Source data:
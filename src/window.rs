//! Key bounds of a sub-range view and the index arithmetic that clamps
//! navigation to them.
//!
//! A [`Window`] is stored in ascending key order whatever its direction; the
//! direction only decides how views built on it map logical navigation
//! (first, lower, ...) onto the physical lowest/highest and lower/higher
//! positions computed here.

use std::borrow::Borrow;
use std::cmp::Ordering;
use std::ops::{Bound, Range};

use tracing::debug;

use crate::error::CompactError;
use crate::index;
use crate::slots::Slots;
use crate::strategy::Comparator;

/// Iteration and navigation direction of a view.
#[derive(Debug, Clone, Copy, PartialEq, Eq)]
pub enum Direction {
    Ascending,
    Descending,
}

impl Direction {
    pub fn reverse(self) -> Self {
        match self {
            Direction::Ascending => Direction::Descending,
            Direction::Descending => Direction::Ascending,
        }
    }
}

/// Binary search of `key` among the keys of `slots`.
pub(crate) fn search<L, C, Q>(slots: &L, order: &C, key: &Q) -> Result<usize, usize>
where
    L: Slots,
    L::Key: Borrow<Q>,
    C: Comparator<Q>,
    Q: ?Sized,
{
    index::compare_search(slots.len(), |i| order.compare(key, slots.key(i).borrow()))
}

fn compare<C: Comparator<Q>, Q: ?Sized>(order: &C, a: &Q, b: &Q) -> Ordering {
    order.compare(a, b)
}

pub(crate) struct Window<K> {
    low: Bound<K>,
    high: Bound<K>,
    direction: Direction,
}

impl<K> Window<K> {
    pub(crate) fn full(direction: Direction) -> Self {
        Window {
            low: Bound::Unbounded,
            high: Bound::Unbounded,
            direction,
        }
    }

    /// Window with only an upper bound, which cannot be inverted.
    pub(crate) fn head(high: Bound<K>, direction: Direction) -> Self {
        Window {
            low: Bound::Unbounded,
            high,
            direction,
        }
    }

    pub(crate) fn tail(low: Bound<K>, direction: Direction) -> Self {
        Window {
            low,
            high: Bound::Unbounded,
            direction,
        }
    }

    /// Fails with [`CompactError::InvalidRange`] when both bounds are set and
    /// `low` orders after `high`. Equal bounds are accepted whatever their
    /// inclusivity; an exclusive one just leaves the window empty.
    pub(crate) fn new<C>(
        low: Bound<K>,
        high: Bound<K>,
        direction: Direction,
        order: &C,
    ) -> Result<Self, CompactError>
    where
        C: Comparator<K>,
    {
        if let (Bound::Included(l) | Bound::Excluded(l), Bound::Included(h) | Bound::Excluded(h)) =
            (&low, &high)
        {
            if compare(order, l, h) == Ordering::Greater {
                debug!("rejected view: low bound orders after high bound");
                return Err(CompactError::InvalidRange);
            }
        }
        Ok(Window {
            low,
            high,
            direction,
        })
    }

    #[inline]
    pub(crate) fn direction(&self) -> Direction {
        self.direction
    }

    pub(crate) fn reversed(mut self) -> Self {
        self.direction = self.direction.reverse();
        self
    }

    /// Whether `key` lies below the low bound.
    pub(crate) fn too_low<Q, C>(&self, key: &Q, order: &C) -> bool
    where
        K: Borrow<Q>,
        C: Comparator<Q>,
        Q: ?Sized,
    {
        match &self.low {
            Bound::Unbounded => false,
            Bound::Included(low) => compare(order, key, low.borrow()) == Ordering::Less,
            Bound::Excluded(low) => compare(order, key, low.borrow()) != Ordering::Greater,
        }
    }

    /// Whether `key` lies above the high bound.
    pub(crate) fn too_high<Q, C>(&self, key: &Q, order: &C) -> bool
    where
        K: Borrow<Q>,
        C: Comparator<Q>,
        Q: ?Sized,
    {
        match &self.high {
            Bound::Unbounded => false,
            Bound::Included(high) => compare(order, key, high.borrow()) == Ordering::Greater,
            Bound::Excluded(high) => compare(order, key, high.borrow()) != Ordering::Less,
        }
    }

    pub(crate) fn contains<Q, C>(&self, key: &Q, order: &C) -> bool
    where
        K: Borrow<Q>,
        C: Comparator<Q>,
        Q: ?Sized,
    {
        !self.too_low(key, order) && !self.too_high(key, order)
    }

    /// Like [`contains`](Self::contains) with both bounds taken as inclusive.
    fn encloses<C: Comparator<K>>(&self, key: &K, order: &C) -> bool {
        let above_low = match &self.low {
            Bound::Unbounded => true,
            Bound::Included(low) | Bound::Excluded(low) => {
                compare(order, key, low) != Ordering::Less
            }
        };
        let below_high = match &self.high {
            Bound::Unbounded => true,
            Bound::Included(high) | Bound::Excluded(high) => {
                compare(order, key, high) != Ordering::Greater
            }
        };
        above_low && below_high
    }

    /// A bound of a nested window must lie in this one: an inclusive bound
    /// inside it, an exclusive one inside its closure.
    fn admits<C: Comparator<K>>(&self, bound: &Bound<K>, order: &C) -> bool {
        match bound {
            Bound::Unbounded => true,
            Bound::Included(key) => self.contains(key, order),
            Bound::Excluded(key) => self.encloses(key, order),
        }
    }

    /// Nested window with the given physical bounds; an unbounded side keeps
    /// this window's bound on that side.
    pub(crate) fn narrow<C>(
        &self,
        low: Bound<K>,
        high: Bound<K>,
        order: &C,
    ) -> Result<Self, CompactError>
    where
        K: Clone,
        C: Comparator<K>,
    {
        if !self.admits(&low, order) || !self.admits(&high, order) {
            debug!("rejected nested view: bound outside the enclosing view");
            return Err(CompactError::OutOfRange);
        }
        let low = match low {
            Bound::Unbounded => self.low.clone(),
            bound => bound,
        };
        let high = match high {
            Bound::Unbounded => self.high.clone(),
            bound => bound,
        };
        Window::new(low, high, self.direction, order)
    }

    /// Position of the smallest key inside the window.
    pub(crate) fn lowest<L, C>(&self, slots: &L, order: &C) -> Option<usize>
    where
        L: Slots<Key = K>,
        C: Comparator<K>,
    {
        let index = match &self.low {
            Bound::Unbounded => 0,
            Bound::Included(key) => index::ceiling(search(slots, order, key)),
            Bound::Excluded(key) => index::higher(search(slots, order, key)),
        };
        (index < slots.len() && !self.too_high(slots.key(index), order)).then_some(index)
    }

    /// Position of the largest key inside the window.
    pub(crate) fn highest<L, C>(&self, slots: &L, order: &C) -> Option<usize>
    where
        L: Slots<Key = K>,
        C: Comparator<K>,
    {
        let index = match &self.high {
            Bound::Unbounded => slots.len().checked_sub(1),
            Bound::Included(key) => index::floor(search(slots, order, key)),
            Bound::Excluded(key) => index::lower(search(slots, order, key)),
        };
        index.filter(|&i| !self.too_low(slots.key(i), order))
    }

    /// Positions covered by the window, empty when it holds no key.
    pub(crate) fn span<L, C>(&self, slots: &L, order: &C) -> Range<usize>
    where
        L: Slots<Key = K>,
        C: Comparator<K>,
    {
        match (self.lowest(slots, order), self.highest(slots, order)) {
            (Some(low), Some(high)) if low <= high => low..high + 1,
            _ => 0..0,
        }
    }

    pub(crate) fn lower<L, C, Q>(&self, slots: &L, order: &C, key: &Q) -> Option<usize>
    where
        L: Slots<Key = K>,
        K: Borrow<Q>,
        C: Comparator<K> + Comparator<Q>,
        Q: ?Sized,
    {
        if self.too_high(key, order) {
            return self.highest(slots, order);
        }
        index::lower(search(slots, order, key)).filter(|&i| !self.too_low::<K, C>(slots.key(i), order))
    }

    pub(crate) fn floor<L, C, Q>(&self, slots: &L, order: &C, key: &Q) -> Option<usize>
    where
        L: Slots<Key = K>,
        K: Borrow<Q>,
        C: Comparator<K> + Comparator<Q>,
        Q: ?Sized,
    {
        if self.too_high(key, order) {
            return self.highest(slots, order);
        }
        index::floor(search(slots, order, key)).filter(|&i| !self.too_low::<K, C>(slots.key(i), order))
    }

    pub(crate) fn ceiling<L, C, Q>(&self, slots: &L, order: &C, key: &Q) -> Option<usize>
    where
        L: Slots<Key = K>,
        K: Borrow<Q>,
        C: Comparator<K> + Comparator<Q>,
        Q: ?Sized,
    {
        if self.too_low(key, order) {
            return self.lowest(slots, order);
        }
        let index = index::ceiling(search(slots, order, key));
        (index < slots.len() && !self.too_high::<K, C>(slots.key(index), order)).then_some(index)
    }

    pub(crate) fn higher<L, C, Q>(&self, slots: &L, order: &C, key: &Q) -> Option<usize>
    where
        L: Slots<Key = K>,
        K: Borrow<Q>,
        C: Comparator<K> + Comparator<Q>,
        Q: ?Sized,
    {
        if self.too_low(key, order) {
            return self.lowest(slots, order);
        }
        let index = index::higher(search(slots, order, key));
        (index < slots.len() && !self.too_high::<K, C>(slots.key(index), order)).then_some(index)
    }
}

impl<K: Clone> Clone for Window<K> {
    fn clone(&self) -> Self {
        Window {
            low: self.low.clone(),
            high: self.high.clone(),
            direction: self.direction,
        }
    }
}

#[cfg(test)]
mod tests {
    use super::*;
    use crate::slots::SetSlots;
    use crate::strategy::NaturalOrder;

    fn slots(items: &[i32]) -> SetSlots<i32> {
        let mut slots = SetSlots::new();
        for (i, item) in items.iter().enumerate() {
            slots.insert(i, *item);
        }
        slots
    }

    fn window(low: Bound<i32>, high: Bound<i32>) -> Window<i32> {
        Window::new(low, high, Direction::Ascending, &NaturalOrder).unwrap()
    }

    #[test]
    fn rejects_inverted_bounds() {
        let inverted = Window::new(
            Bound::Included(4),
            Bound::Excluded(2),
            Direction::Ascending,
            &NaturalOrder,
        );
        assert_eq!(inverted.err(), Some(CompactError::InvalidRange));
        // equal exclusive bounds make an empty window, not an error
        let empty = window(Bound::Excluded(3), Bound::Excluded(3));
        assert_eq!(empty.span(&slots(&[1, 2, 3, 4]), &NaturalOrder), 0..0);
    }

    #[test]
    fn bound_predicates() {
        let w = window(Bound::Included(2), Bound::Excluded(4));
        let order = NaturalOrder;
        assert!(w.too_low(&1, &order));
        assert!(!w.too_low(&2, &order));
        assert!(w.too_high(&4, &order));
        assert!(!w.too_high(&3, &order));
        assert!(!Window::<i32>::full(Direction::Ascending).too_high(&i32::MAX, &order));
    }

    #[test]
    fn clamps_navigation() {
        let data = slots(&[1, 2, 3, 4, 5]);
        let order = NaturalOrder;
        let w = window(Bound::Included(2), Bound::Excluded(4));
        assert_eq!(w.span(&data, &order), 1..3);
        assert_eq!(w.lowest(&data, &order), Some(1));
        assert_eq!(w.highest(&data, &order), Some(2));
        assert_eq!(w.lower(&data, &order, &2), None);
        assert_eq!(w.lower(&data, &order, &9), Some(2));
        assert_eq!(w.floor(&data, &order, &3), Some(2));
        assert_eq!(w.ceiling(&data, &order, &0), Some(1));
        assert_eq!(w.ceiling(&data, &order, &4), None);
        assert_eq!(w.higher(&data, &order, &2), Some(2));
        assert_eq!(w.higher(&data, &order, &3), None);
    }

    #[test]
    fn window_between_keys_is_empty() {
        let data = slots(&[10, 20, 30]);
        let w = window(Bound::Excluded(10), Bound::Excluded(20));
        assert_eq!(w.lowest(&data, &NaturalOrder), None);
        assert_eq!(w.highest(&data, &NaturalOrder), None);
        assert_eq!(w.span(&data, &NaturalOrder).len(), 0);
    }

    #[test]
    fn nested_windows_stay_inside() {
        let order = NaturalOrder;
        let outer = window(Bound::Included(2), Bound::Excluded(8));
        let inner = outer
            .narrow(Bound::Excluded(2), Bound::Unbounded, &order)
            .unwrap();
        assert!(inner.too_low(&2, &order));
        assert!(inner.too_high(&8, &order));
        // exclusive bound on the closure of the outer window is fine
        assert!(outer.narrow(Bound::Unbounded, Bound::Excluded(8), &order).is_ok());
        assert_eq!(
            outer.narrow(Bound::Included(8), Bound::Unbounded, &order).err(),
            Some(CompactError::OutOfRange)
        );
        assert_eq!(
            outer.narrow(Bound::Included(1), Bound::Unbounded, &order).err(),
            Some(CompactError::OutOfRange)
        );
    }
}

REQUIRED ACTION:
Filter the records, keeping only lines that contain "after", and show those lines.

ANSWER TO THIS EXERCISE:
    /// `low` orders after `high`. Equal bounds are accepted whatever their
                debug!("rejected view: low bound orders after high bound");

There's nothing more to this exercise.